Top of INPUT MATERIAL

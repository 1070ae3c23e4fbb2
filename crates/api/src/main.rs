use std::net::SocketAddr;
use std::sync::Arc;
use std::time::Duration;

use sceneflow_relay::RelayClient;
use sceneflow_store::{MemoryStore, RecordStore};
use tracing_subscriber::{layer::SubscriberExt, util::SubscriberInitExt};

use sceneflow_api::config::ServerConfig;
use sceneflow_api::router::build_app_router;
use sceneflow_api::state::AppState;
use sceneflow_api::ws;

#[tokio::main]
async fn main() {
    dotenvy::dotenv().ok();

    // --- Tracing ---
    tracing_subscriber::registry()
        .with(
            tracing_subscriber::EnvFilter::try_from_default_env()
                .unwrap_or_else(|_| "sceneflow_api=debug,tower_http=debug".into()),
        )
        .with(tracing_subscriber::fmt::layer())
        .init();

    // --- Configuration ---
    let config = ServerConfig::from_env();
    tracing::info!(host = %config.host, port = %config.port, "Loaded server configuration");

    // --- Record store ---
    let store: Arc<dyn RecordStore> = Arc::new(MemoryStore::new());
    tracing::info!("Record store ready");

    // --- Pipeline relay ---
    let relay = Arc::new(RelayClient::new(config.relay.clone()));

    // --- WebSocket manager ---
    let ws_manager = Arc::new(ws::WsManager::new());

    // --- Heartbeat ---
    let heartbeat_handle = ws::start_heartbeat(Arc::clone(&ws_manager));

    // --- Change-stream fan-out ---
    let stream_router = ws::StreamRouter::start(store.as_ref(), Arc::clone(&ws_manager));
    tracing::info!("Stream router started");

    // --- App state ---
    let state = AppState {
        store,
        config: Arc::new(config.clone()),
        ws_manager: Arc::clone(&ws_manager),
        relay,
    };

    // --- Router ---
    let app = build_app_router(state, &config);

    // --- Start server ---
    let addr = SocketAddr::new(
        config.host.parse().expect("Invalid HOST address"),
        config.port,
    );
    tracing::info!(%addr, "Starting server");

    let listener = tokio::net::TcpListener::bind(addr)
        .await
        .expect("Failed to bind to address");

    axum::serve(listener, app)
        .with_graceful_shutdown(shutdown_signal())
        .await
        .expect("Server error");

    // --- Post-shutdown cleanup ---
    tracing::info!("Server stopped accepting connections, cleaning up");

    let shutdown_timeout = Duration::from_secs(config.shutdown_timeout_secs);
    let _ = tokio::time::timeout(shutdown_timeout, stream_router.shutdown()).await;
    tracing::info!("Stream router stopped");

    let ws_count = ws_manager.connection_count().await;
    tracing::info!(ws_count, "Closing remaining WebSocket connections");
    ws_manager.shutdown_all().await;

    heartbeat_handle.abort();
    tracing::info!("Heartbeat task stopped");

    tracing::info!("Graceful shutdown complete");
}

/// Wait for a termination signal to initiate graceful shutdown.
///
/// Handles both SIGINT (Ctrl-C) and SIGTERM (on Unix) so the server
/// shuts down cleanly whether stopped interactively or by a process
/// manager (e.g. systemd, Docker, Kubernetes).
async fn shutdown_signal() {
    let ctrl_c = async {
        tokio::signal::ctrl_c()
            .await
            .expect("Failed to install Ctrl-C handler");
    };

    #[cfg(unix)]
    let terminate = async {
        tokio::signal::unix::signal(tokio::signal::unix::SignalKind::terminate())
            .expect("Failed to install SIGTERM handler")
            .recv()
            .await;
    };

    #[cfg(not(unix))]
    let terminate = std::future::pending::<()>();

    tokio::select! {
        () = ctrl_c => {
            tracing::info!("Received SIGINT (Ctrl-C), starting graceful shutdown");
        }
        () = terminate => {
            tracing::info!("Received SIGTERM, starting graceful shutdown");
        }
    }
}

Bottom of INPUT MATERIAL

[EXERCISE AIM]: Every entry should be given again exactly as written.

[WRITTEN SOLUTION]:
repository 1070ae3c23e4fbb2
filename crates/api/src/main.rs
use std::net::SocketAddr;
use std::sync::Arc;
use std::time::Duration;

use sceneflow_relay::RelayClient;
use sceneflow_store::{MemoryStore, RecordStore};
use tracing_subscriber::{layer::SubscriberExt, util::SubscriberInitExt};

use sceneflow_api::config::ServerConfig;
use sceneflow_api::router::build_app_router;
use sceneflow_api::state::AppState;
use sceneflow_api::ws;

#[tokio::main]
async fn main() {
    dotenvy::dotenv().ok();

    // --- Tracing ---
    tracing_subscriber::registry()
        .with(
            tracing_subscriber::EnvFilter::try_from_default_env()
                .unwrap_or_else(|_| "sceneflow_api=debug,tower_http=debug".into()),
        )
        .with(tracing_subscriber::fmt::layer())
        .init();

    // --- Configuration ---
    let config = ServerConfig::from_env();
    tracing::info!(host = %config.host, port = %config.port, "Loaded server configuration");

    // --- Record store ---
    let store: Arc<dyn RecordStore> = Arc::new(MemoryStore::new());
    tracing::info!("Record store ready");

    // --- Pipeline relay ---
    let relay = Arc::new(RelayClient::new(config.relay.clone()));

    // --- WebSocket manager ---
    let ws_manager = Arc::new(ws::WsManager::new());

    // --- Heartbeat ---
    let heartbeat_handle = ws::start_heartbeat(Arc::clone(&ws_manager));

    // --- Change-stream fan-out ---
    let stream_router = ws::StreamRouter::start(store.as_ref(), Arc::clone(&ws_manager));
    tracing::info!("Stream router started");

    // --- App state ---
    let state = AppState {
        store,
        config: Arc::new(config.clone()),
        ws_manager: Arc::clone(&ws_manager),
        relay,
    };

    // --- Router ---
    let app = build_app_router(state, &config);

    // --- Start server ---
    let addr = SocketAddr::new(
        config.host.parse().expect("Invalid HOST address"),
        config.port,
    );
    tracing::info!(%addr, "Starting server");

    let listener = tokio::net::TcpListener::bind(addr)
        .await
        .expect("Failed to bind to address");

    axum::serve(listener, app)
        .with_graceful_shutdown(shutdown_signal())
        .await
        .expect("Server error");

    // --- Post-shutdown cleanup ---
    tracing::info!("Server stopped accepting connections, cleaning up");

    let shutdown_timeout = Duration::from_secs(config.shutdown_timeout_secs);
    let _ = tokio::time::timeout(shutdown_timeout, stream_router.shutdown()).await;
    tracing::info!("Stream router stopped");

    let ws_count = ws_manager.connection_count().await;
    tracing::info!(ws_count, "Closing remaining WebSocket connections");
    ws_manager.shutdown_all().await;

    heartbeat_handle.abort();
    tracing::info!("Heartbeat task stopped");

    tracing::info!("Graceful shutdown complete");
}

/// Wait for a termination signal to initiate graceful shutdown.
///
/// Handles both SIGINT (Ctrl-C) and SIGTERM (on Unix) so the server
/// shuts down cleanly whether stopped interactively or by a process
/// manager (e.g. systemd, Docker, Kubernetes).
async fn shutdown_signal() {
    let ctrl_c = async {
        tokio::signal::ctrl_c()
            .await
            .expect("Failed to install Ctrl-C handler");
    };

    #[cfg(unix)]
    let terminate = async {
        tokio::signal::unix::signal(tokio::signal::unix::SignalKind::terminate())
            .expect("Failed to install SIGTERM handler")
            .recv()
            .await;
    };

    #[cfg(not(unix))]
    let terminate = std::future::pending::<()>();

    tokio::select! {
        () = ctrl_c => {
            tracing::info!("Received SIGINT (Ctrl-C), starting graceful shutdown");
        }
        () = terminate => {
            tracing::info!("Received SIGTERM, starting graceful shutdown");
        }
    }
}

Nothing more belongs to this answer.